[Saved data entries]

++++++++

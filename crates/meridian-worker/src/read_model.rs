//! Asset register read model.
//!
//! Folds asset events into one row per asset number. Rows are upserted and
//! an event seen within the dedup window is not applied again, so replays and
//! redeliveries leave the register unchanged.

use std::collections::BTreeMap;
use std::sync::{Arc, Mutex, MutexGuard};

use async_trait::async_trait;
use chrono::NaiveDate;
use meridian_core::dedup::RecentIds;
use meridian_core::error::DomainError;
use meridian_core::event::{
    ASSET_CATEGORY_CHANGED_EVENT_TYPE, ASSET_CREATED_EVENT_TYPE, ASSET_DISPOSED_EVENT_TYPE,
    ASSET_REVALUED_EVENT_TYPE, DEPRECIATION_CALCULATED_EVENT_TYPE, DomainEvent, EventKind,
};
use meridian_eventbus::{EventHandler, HandlerRegistry};
use serde::Serialize;
use uuid::Uuid;

/// Order at which the projection runs among handlers of the same event.
pub const PROJECTION_ORDER: i32 = 100;

/// Lifecycle state of a registered asset.
#[derive(Debug, Clone, Copy, PartialEq, Eq, Serialize)]
#[serde(rename_all = "SCREAMING_SNAKE_CASE")]
pub enum AssetStatus {
    Active,
    Disposed,
}

/// One row of the asset register.
#[derive(Debug, Clone, PartialEq, Eq, Serialize)]
pub struct AssetRecord {
    pub asset_number: String,
    pub description: String,
    pub category: String,
    pub currency: String,
    pub acquisition_date: NaiveDate,
    /// Cost, or the latest revalued amount, in minor units.
    pub carrying_amount: i64,
    pub accumulated_depreciation: i64,
    pub net_book_value: i64,
    pub status: AssetStatus,
    pub last_event_id: Uuid,
}

#[derive(Debug, Default)]
struct Register {
    assets: BTreeMap<String, AssetRecord>,
    applied: RecentIds,
}

/// Projection of asset events into the asset register.
#[derive(Debug, Default)]
pub struct AssetRegisterProjection {
    register: Mutex<Register>,
}

impl AssetRegisterProjection {
    #[must_use]
    pub fn new() -> Self {
        Self::default()
    }

    /// Projection that remembers at most `window` applied event ids.
    #[must_use]
    pub fn with_window(window: usize) -> Self {
        Self {
            register: Mutex::new(Register {
                assets: BTreeMap::new(),
                applied: RecentIds::new(window),
            }),
        }
    }

    /// Registers the projection for every asset event type.
    pub fn register(self: &Arc<Self>, registry: &mut HandlerRegistry) {
        for event_type in [
            ASSET_CREATED_EVENT_TYPE,
            ASSET_CATEGORY_CHANGED_EVENT_TYPE,
            ASSET_REVALUED_EVENT_TYPE,
            DEPRECIATION_CALCULATED_EVENT_TYPE,
            ASSET_DISPOSED_EVENT_TYPE,
        ] {
            registry.register(event_type, PROJECTION_ORDER, Arc::clone(self) as Arc<dyn EventHandler>);
        }
    }

    fn register_guard(&self) -> Result<MutexGuard<'_, Register>, DomainError> {
        self.register
            .lock()
            .map_err(|_| DomainError::Infrastructure("asset register lock poisoned".into()))
    }

    /// Row for `asset_number`.
    ///
    /// # Errors
    ///
    /// Returns `DomainError::Infrastructure` if the lock is poisoned.
    pub fn get(&self, asset_number: &str) -> Result<Option<AssetRecord>, DomainError> {
        Ok(self.register_guard()?.assets.get(asset_number).cloned())
    }

    /// Number of registered assets.
    ///
    /// # Errors
    ///
    /// Returns `DomainError::Infrastructure` if the lock is poisoned.
    pub fn len(&self) -> Result<usize, DomainError> {
        Ok(self.register_guard()?.assets.len())
    }

    fn existing<'a>(
        assets: &'a mut BTreeMap<String, AssetRecord>,
        asset_number: &str,
    ) -> Result<&'a mut AssetRecord, DomainError> {
        assets.get_mut(asset_number).ok_or_else(|| {
            DomainError::Validation(format!("asset {asset_number} is not in the register"))
        })
    }
}

#[async_trait]
impl EventHandler for AssetRegisterProjection {
    fn name(&self) -> &str {
        "asset-register"
    }

    async fn handle(&self, event: &DomainEvent) -> Result<(), DomainError> {
        let mut register = self.register_guard()?;
        if register.applied.contains(&event.event_id) {
            return Ok(());
        }

        let assets = &mut register.assets;
        match &event.kind {
            EventKind::AssetCreated(created) => {
                assets.insert(
                    created.asset_number.clone(),
                    AssetRecord {
                        asset_number: created.asset_number.clone(),
                        description: created.description.clone(),
                        category: created.category.clone(),
                        currency: created.currency.clone(),
                        acquisition_date: created.acquisition_date,
                        carrying_amount: created.acquisition_cost,
                        accumulated_depreciation: 0,
                        net_book_value: created.acquisition_cost,
                        status: AssetStatus::Active,
                        last_event_id: event.event_id,
                    },
                );
            }
            EventKind::AssetCategoryChanged(changed) => {
                let asset = Self::existing(assets, &changed.asset_number)?;
                asset.category.clone_from(&changed.new_category);
                asset.last_event_id = event.event_id;
            }
            EventKind::AssetRevalued(revalued) => {
                let asset = Self::existing(assets, &revalued.asset_number)?;
                let net_book_value = revalued
                    .new_value
                    .checked_sub(asset.accumulated_depreciation)
                    .ok_or_else(|| {
                        DomainError::Validation(format!(
                            "revaluation of {} to {} overflows net book value",
                            revalued.asset_number, revalued.new_value
                        ))
                    })?;
                asset.carrying_amount = revalued.new_value;
                asset.net_book_value = net_book_value;
                asset.last_event_id = event.event_id;
            }
            EventKind::DepreciationCalculated(depreciation) => {
                let asset = Self::existing(assets, &depreciation.asset_number)?;
                asset.accumulated_depreciation = depreciation.accumulated_depreciation;
                asset.net_book_value = depreciation.net_book_value;
                asset.last_event_id = event.event_id;
            }
            EventKind::AssetDisposed(disposed) => {
                let asset = Self::existing(assets, &disposed.asset_number)?;
                asset.status = AssetStatus::Disposed;
                asset.net_book_value = 0;
                asset.last_event_id = event.event_id;
            }
            _ => return Ok(()),
        }

        register.applied.insert(event.event_id);
        tracing::debug!(
            event_id = %event.event_id,
            event_type = event.event_type(),
            "asset register updated"
        );
        Ok(())
    }
}
//! Meridian Consumers: the roles that read the category topics.
//!
//! Every role implements `meridian_log::MessageHandler` and is idempotent
//! on `event_id`, so redelivered records are harmless:
//!
//! - [`ComplianceMonitor`] persists compliance events and triggers
//!   remediation for high-priority ones.
//! - [`IndexingConsumer`] projects events into monthly search indexes,
//!   kept in PostgreSQL by [`PgDocumentIndex`].
//! - [`ReportingConsumer`] keeps running report counters.
//! - [`DistributedDispatch`] feeds remote events to the local handlers.
//!
//! [`ComplianceReport`] summarizes stored compliance activity for a period.

pub mod compliance;
pub mod dispatch;
pub mod document;
pub mod index;
pub mod indexing;
pub mod pg_index;
pub mod report;
pub mod reporting;

pub use compliance::{ComplianceMonitor, LoggingRemediationHook, RemediationHook};
pub use dispatch::DistributedDispatch;
pub use document::{SearchDocument, index_name};
pub use index::{DocumentIndex, InMemoryDocumentIndex};
pub use indexing::IndexingConsumer;
pub use pg_index::PgDocumentIndex;
pub use report::ComplianceReport;
pub use reporting::{ReportAggregate, ReportingConsumer};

++++++++

◆ **WHAT IS BEING ASKED**
Search the records for the word "ComplianceMonitor", then list every line that has it.

◆ **OUTPUT**
//! - [`ComplianceMonitor`] persists compliance events and triggers
pub use compliance::{ComplianceMonitor, LoggingRemediationHook, RemediationHook};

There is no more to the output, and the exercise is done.